You wanna know exactly what I was screaming? Why I was screaming?

You’ve hurt everyone you’ve ever come in contact with. I cannot think of a single person you’ve left unscathed. I look into the eyes of your ‘friends’ and I know exactly how they feel, because you have fucked every one of us over.

But this is not about me or them, it is about you. Everything is always about you. I’ve got you figured out, you see. It took me some time, but I got it. I know you feel worthless, I can tell by the cuts on your arm where you’ve been playing the skin violin. And I know you’ve got to do something to make yourself feel valid; alive. Your solution: Manipulate every emotion you can get your hands on to make yourself feel important, powerful, and valid. You latch on like some parasite and suck people dry. When that person is so emotionally exhausted you unlatch your teeth and move on to the next victim, leaving emotional corpses strewn about. Well, I’m not your cocaine. I’m not your heroine.

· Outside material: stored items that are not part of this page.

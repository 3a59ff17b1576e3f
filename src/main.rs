use std::sync::Arc;
use std::time::Duration;

use actix_cors::Cors;
use actix_web::{web, App, HttpServer};

use plughost::api::configure_routes;
use plughost::config::ConfigLoader;
use plughost::errors::ErrorHandlerMiddleware;
use plughost::logging::LoggingSetup;
use plughost::plugins::{builtin_sources, JsonFileSettingsStore, PluginManager, RouteTable};

#[actix_web::main]
async fn main() -> std::io::Result<()> {
    // 初始化配置
    let config = ConfigLoader::init()
        .map_err(|e| std::io::Error::new(std::io::ErrorKind::InvalidData, e.to_string()))?;

    // 初始化结构化日志系统，guard 需要持有到进程退出
    let _log_guard = LoggingSetup::init(&config.logging)
        .map_err(|e| std::io::Error::new(std::io::ErrorKind::Other, e.to_string()))?;

    tracing::info!("🚀 启动 Plughost v{}", config.environment.version);
    ConfigLoader::print_summary(config);

    // 插件管理器
    let plugins_config = config.plugins.clone();
    let manager = PluginManager::new(
        builtin_sources(&plugins_config),
        Arc::new(JsonFileSettingsStore::new(plugins_config.settings_path())),
        Arc::new(RouteTable::new()),
        plugins_config.route_prefix.clone(),
    );

    if plugins_config.load_plugins {
        let summary = manager
            .reload()
            .await
            .map_err(|e| std::io::Error::new(std::io::ErrorKind::Other, e.to_string()))?;
        tracing::info!(
            discovered = summary.discovered,
            mounted = summary.mounted,
            skipped = summary.skipped,
            "插件加载完成"
        );
    } else {
        tracing::info!("LOAD_PLUGINS 已关闭，跳过插件加载");
    }

    let manager = web::Data::new(manager);

    tracing::info!("🌐 服务器启动地址: http://{}:{}", config.server.host, config.server.port);
    tracing::info!("📋 健康检查: http://{}:{}/health", config.server.host, config.server.port);
    tracing::info!("📖 接口文档: http://{}:{}/docs/", config.server.host, config.server.port);

    // 启动 HTTP 服务器
    let mut server = HttpServer::new(move || {
        let plugins_config = plugins_config.clone();
        App::new()
            // CORS 配置
            .wrap(
                Cors::default()
                    .allow_any_origin()
                    .allow_any_method()
                    .allow_any_header()
                    .max_age(3600),
            )
            // 添加错误处理中间件
            .wrap(ErrorHandlerMiddleware)
            // 添加 tracing 中间件
            .wrap(tracing_actix_web::TracingLogger::default())
            .app_data(manager.clone())
            .configure(move |cfg| configure_routes(cfg, &plugins_config))
    })
    .keep_alive(Duration::from_secs(config.server.keep_alive))
    .client_request_timeout(Duration::from_millis(config.server.client_timeout))
    .client_disconnect_timeout(Duration::from_millis(config.server.client_shutdown));

    // 配置服务器参数
    if let Some(workers) = config.server.workers {
        server = server.workers(workers);
    }

    server
        .bind((config.server.host.clone(), config.server.port))?
        .run()
        .await
}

You love me, you don’t. You love me, you don’t. We can’t be together, but maybe we can later. No, we can be together now. Wait, maybe not.

The silence, the distance. Next, a kiss on the cheek, a kiss behind closed doors. 

You’re not indecisive, you’re a fucking incubus. It makes you feel good to have that kind of power over people. This is past the point of playing people, this is your drug. You cannot live without attention, affection, adoration because it is the only thing that will bring you out of your own pit of self pity and woe.

Woe. Woe is you, right? I fail to understand when mentally deficient became a cool thing. You think it is, because you wear it like a new pair of jeans and pair it with a cloak of mystery. After awhile, new jeans become old and worn out; you can soon see straight through them. That cloak is just hiding lies. Why keep everything so tight, if you’ve got nothing to hide?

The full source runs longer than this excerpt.